In addition, TCA shall not make any distributions pursuant to the
Omnibus Termination Agreement until it has annually distributed to its
partners pro rata, the amounts related to its partners tax obligations
as described in Section 3.03a (1) of the Partnership Agreement less
twice the amount of all other funds paid or distributed to the Company
during such year pursuant to the Omnibus Termination Agreement.
To the extent TCA does not have adequate cash to make the payments
pursuant to the Omnibus Termination Agreement, such amounts due shall
be deferred without the accrual of interest until TCA has sufficient
cash to pay them.
On February 9, 1998, the Development Services Agreement (the
"Development Services Agreement") was entered into between TCA and
SIML. Pursuant to the Development Services Agreement, TCA
subcontracted with SIML and SIML agreed to perform those services
assigned to SIML by TCA in order to facilitate TCA's fulfillment of
its duties and obligations to the Authority under the Development
Agreement. TCA shall pay to SIML a fee, as subcontractor, (the
"Development Services Fee Phase II") equal to 3% of the development
costs of the Project (less land acquisition costs and capitalized
interest), less all costs incurred by TCA in connection with the
Project. The Development Services Fee Phase II shall be paid in three
installments on December 31, 1999, 2000, and 2001.
SIML has subcontracted with certain affiliates of the Company to
provide certain of the services pursuant to the Development Services
Agreement for a fee equal to approximately 20% of the Development
Services Fee Phase II.
For the six months ended June 30, 1999, the Company received
$10,261,362 from TCA and $1,920,441 was due from TCA, which represents
the Company's share in terms of the Omnibus Financing Agreement of
approximately $30,445,000 in net Management Fees earned by TCA from
the Authority pursuant to the terms of the Management Agreement for
the same period. The actual amount of Management Fees earned by TCA
for any annual period of the Authority ending September 30 are subject
to year-end adjustment.
For the six months ended June 30, 1998, the Company received
$3,931,698 from TCA and $901,170 was due from TCA, which represents
the Company's share of approximately $26,600,000 in net Management
Fees earned by TCA from the Authority pursuant to the terms of the
Management Agreement for the same period.
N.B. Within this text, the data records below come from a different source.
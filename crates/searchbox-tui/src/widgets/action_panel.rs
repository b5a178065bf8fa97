//! Action panel — scenario description, counters, simulated results and the
//! newest-first action log.

use crate::{action_log::ActionLog, session::Session, theme::Theme};
use ratatui::{
    buffer::Buffer,
    layout::Rect,
    style::{Modifier, Style},
    text::{Line, Span},
    widgets::{Block, Paragraph, Widget, Wrap},
};

pub struct ActionPanel<'a> {
    session: &'a Session,
    log: &'a ActionLog,
    theme: &'a Theme,
}

impl<'a> ActionPanel<'a> {
    pub fn new(session: &'a Session, log: &'a ActionLog, theme: &'a Theme) -> Self {
        Self { session, log, theme }
    }
}

impl Widget for ActionPanel<'_> {
    fn render(self, area: Rect, buf: &mut Buffer) {
        let block = Block::bordered()
            .title(" Actions ")
            .border_style(self.theme.border_unfocused);
        let inner = block.inner(area);
        block.render(area, buf);

        let s = self.session;
        let dim = Style::default().add_modifier(Modifier::DIM);

        let mut lines = vec![
            Line::from(Span::styled(s.scenario.description, dim)),
            Line::from(vec![
                Span::raw("debounce: "),
                Span::styled(
                    format!("{}ms", s.controller.debounce().as_millis()),
                    self.theme.log_counter,
                ),
                Span::raw("  searches: "),
                Span::styled(s.search_count.to_string(), self.theme.log_counter),
                Span::raw("  cleared: "),
                Span::styled(s.clear_count.to_string(), self.theme.log_counter),
            ]),
            Line::default(),
        ];

        if !s.results.is_empty() {
            lines.push(Line::from(Span::styled(
                "Search results:",
                Style::default().add_modifier(Modifier::BOLD),
            )));
            lines.extend(s.results.iter().map(|r| Line::from(format!(" • {r}"))));
            lines.push(Line::default());
        }

        if !self.log.is_empty() {
            lines.push(Line::from(Span::styled(
                "Actions log:",
                Style::default().add_modifier(Modifier::BOLD),
            )));
            lines.extend(
                self.log
                    .entries()
                    .map(|e| Line::from(Span::styled(e.to_string(), self.theme.log_entry))),
            );
        }

        Paragraph::new(lines)
            .wrap(Wrap { trim: false })
            .render(inner, buf);
    }
}
//! Construction-time errors for the search controller.
//!
//! Every runtime operation on [`SearchController`](crate::SearchController)
//! is total; only building one can fail.

use crate::types::FilterId;

#[derive(Debug, thiserror::Error, PartialEq, Eq)]
pub enum SearchError {
    /// The seeded filter set contains the same id twice.
    #[error("duplicate filter id {0} in the active filter set")]
    DuplicateFilter(FilterId),

    /// A non-zero debounce needs a tokio runtime to schedule its timer.
    #[error("a debounce of {debounce_ms}ms requires a running tokio runtime")]
    NoRuntime { debounce_ms: u64 },
}
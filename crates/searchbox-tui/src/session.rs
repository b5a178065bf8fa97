//! One live scenario: a controller, its event stream, and the demo counters
//! fed by that stream.
//!
//! Dropping a [`Session`] drops its controller, which cancels any pending
//! debounced search. Switching scenarios therefore never leaks a timer into
//! the next one.

use searchbox_core::{config::SearchConfig, SearchController, SearchError, SearchEvent};
use tokio::sync::mpsc::UnboundedReceiver;

use crate::{action_log::ActionLog, event::AppEvent, scenarios::Scenario};

pub struct Session {
    pub scenario: &'static Scenario,
    pub controller: SearchController,
    events: UnboundedReceiver<SearchEvent>,
    /// Index into the controller's filters of the highlighted chip.
    pub selected_chip: usize,
    /// Number of `Search` events seen.
    pub search_count: u64,
    /// Number of times the query became empty.
    pub clear_count: u64,
    /// Simulated result lines, for scenarios that ask for them.
    pub results: Vec<String>,
}

impl Session {
    pub fn new(scenario: &'static Scenario, config: &SearchConfig) -> Result<Self, SearchError> {
        let (controller, events) = SearchController::new(
            scenario.query,
            scenario.filters(),
            scenario.debounce(config),
        )?;
        tracing::debug!(scenario = scenario.name, "session started");
        Ok(Self {
            scenario,
            controller,
            events,
            selected_chip: 0,
            search_count: 0,
            clear_count: 0,
            results: Vec::new(),
        })
    }

    /// Apply a key event to the controller.
    pub fn handle(&mut self, event: &AppEvent) {
        let c = &mut self.controller;
        match event {
            AppEvent::Char(ch) => {
                let mut query = c.query();
                query.push(*ch);
                c.set_query(query);
            }
            AppEvent::Backspace => {
                // An empty input produces no input event.
                let mut query = c.query();
                if query.pop().is_some() {
                    c.set_query(query);
                }
            }
            AppEvent::ClearQuery => {
                // The clear affordance only exists while there is text.
                if c.is_clearable() {
                    c.clear();
                }
            }
            AppEvent::ChipPrev => {
                self.selected_chip = self.selected_chip.saturating_sub(1);
            }
            AppEvent::ChipNext => {
                let last = c.filters().len().saturating_sub(1);
                self.selected_chip = (self.selected_chip + 1).min(last);
            }
            AppEvent::RemoveChip => {
                if let Some(filter) = c.filters().get(self.selected_chip) {
                    c.remove_filter(filter.id);
                }
                let remaining = c.filters().len();
                self.selected_chip = self.selected_chip.min(remaining.saturating_sub(1));
            }
            AppEvent::FilterPicker => c.request_filter_picker(),
            _ => {}
        }
    }

    /// Drain everything the controller has emitted so far into the counters
    /// and `log`. Returns the number of events processed.
    pub fn pump(&mut self, log: &mut ActionLog) -> usize {
        let mut n = 0;
        while let Ok(event) = self.events.try_recv() {
            n += 1;
            match &event {
                SearchEvent::QueryChanged(text) if text.is_empty() => self.clear_count += 1,
                SearchEvent::Search { query, filters } => {
                    self.search_count += 1;
                    if self.scenario.simulate_results {
                        let labels: Vec<&str> = filters.iter().map(|f| f.label.as_str()).collect();
                        self.results = vec![
                            format!("Found nodes matching \"{query}\""),
                            format!("Active filters: {}", labels.join(", ")),
                        ];
                    }
                }
                _ => {}
            }
            log.record(&event);
        }
        n
    }
}

// ---------------------------------------------------------------------------
// Tests
// ---------------------------------------------------------------------------
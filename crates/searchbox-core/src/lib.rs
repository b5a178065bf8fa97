//! searchbox-core — debounced, filterable search input controller.
//!
//! The controller reconciles free-text query edits and filter-chip removals
//! into a single rate-limited notification stream.
//!
//! # Architecture
//!
//! ```text
//! set_query / clear ──► QueryChanged (sync)
//!        │
//!        └──► debounce timer ──► Search (then-current query + filters)
//!
//! remove_filter ──► FilterRemoved (sync) ──► Search (immediate)
//! ```
//!
//! Events travel over a `tokio` unbounded channel handed out by
//! [`SearchController::new`]. The debounce timer is a spawned task; only one
//! is ever live per controller.

pub mod config;
pub mod controller;
pub mod error;
pub mod types;

pub use controller::SearchController;
pub use error::SearchError;
pub use types::{Filter, FilterId, SearchEvent};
For the six months ended June 30, 1999 and 1998, the Company also
received $0 and $224,680, respectively, in cash distributions from TCA
which represents the Company's share of repayments by the Tribe to TCA
of amounts due in terms of the promissory note dated September 29,
1995 between TCA and the Tribe.
19
Payments by the Authority on the Subordinated Notes, Non-Pik
- ------------------------------------------------------------
Completion Guarantee Notes and Pik Completion Guarantee Notes
- -------------------------------------------------------------
(collectively the "Authority Subordinated Notes")
- -------------------------------------------------
Interest is calculated semi-annually on the Authority Subordinated
Notes. Interest is deferred (and compounds semi-annually) until the
Authority purchases or offers to purchase at least 50% of its
Authority Senior Notes and certain fixed charge coverage ratios are
met. The Authority is required to offer annually to purchase the
Authority Senior Notes with the sum of (i) 50% of its Excess Cash Flow
(defined as an amount equal to the cash flow of the Authority for any
given period, less (a) management fees for such period, (b) interest
expense and principal payments on indebtedness of the Authority for
such period, (c) amounts set aside in the Cash Maintenance Account (as
defined in the indenture for the Authority Senior Notes) for such
period, (d) amounts for the payment of federal and state taxes for
such period, and (e)certain other amounts (not to exceed $6.8 million)
for such period), (ii) 100% of the amount of Deferred Subordinated
Interest (as defined in the indenture for the Authority Senior Notes).
If the holders of the Authority Senior Notes do not accept the offer,
then such amount of the Excess Cash must be offered to purchase the
Authority Subordinated Notes. For the six months ended June 30, 1999
and 1998, the Company did not receive any cash payments on the
Authority Subordinated Notes that it holds from the Authority.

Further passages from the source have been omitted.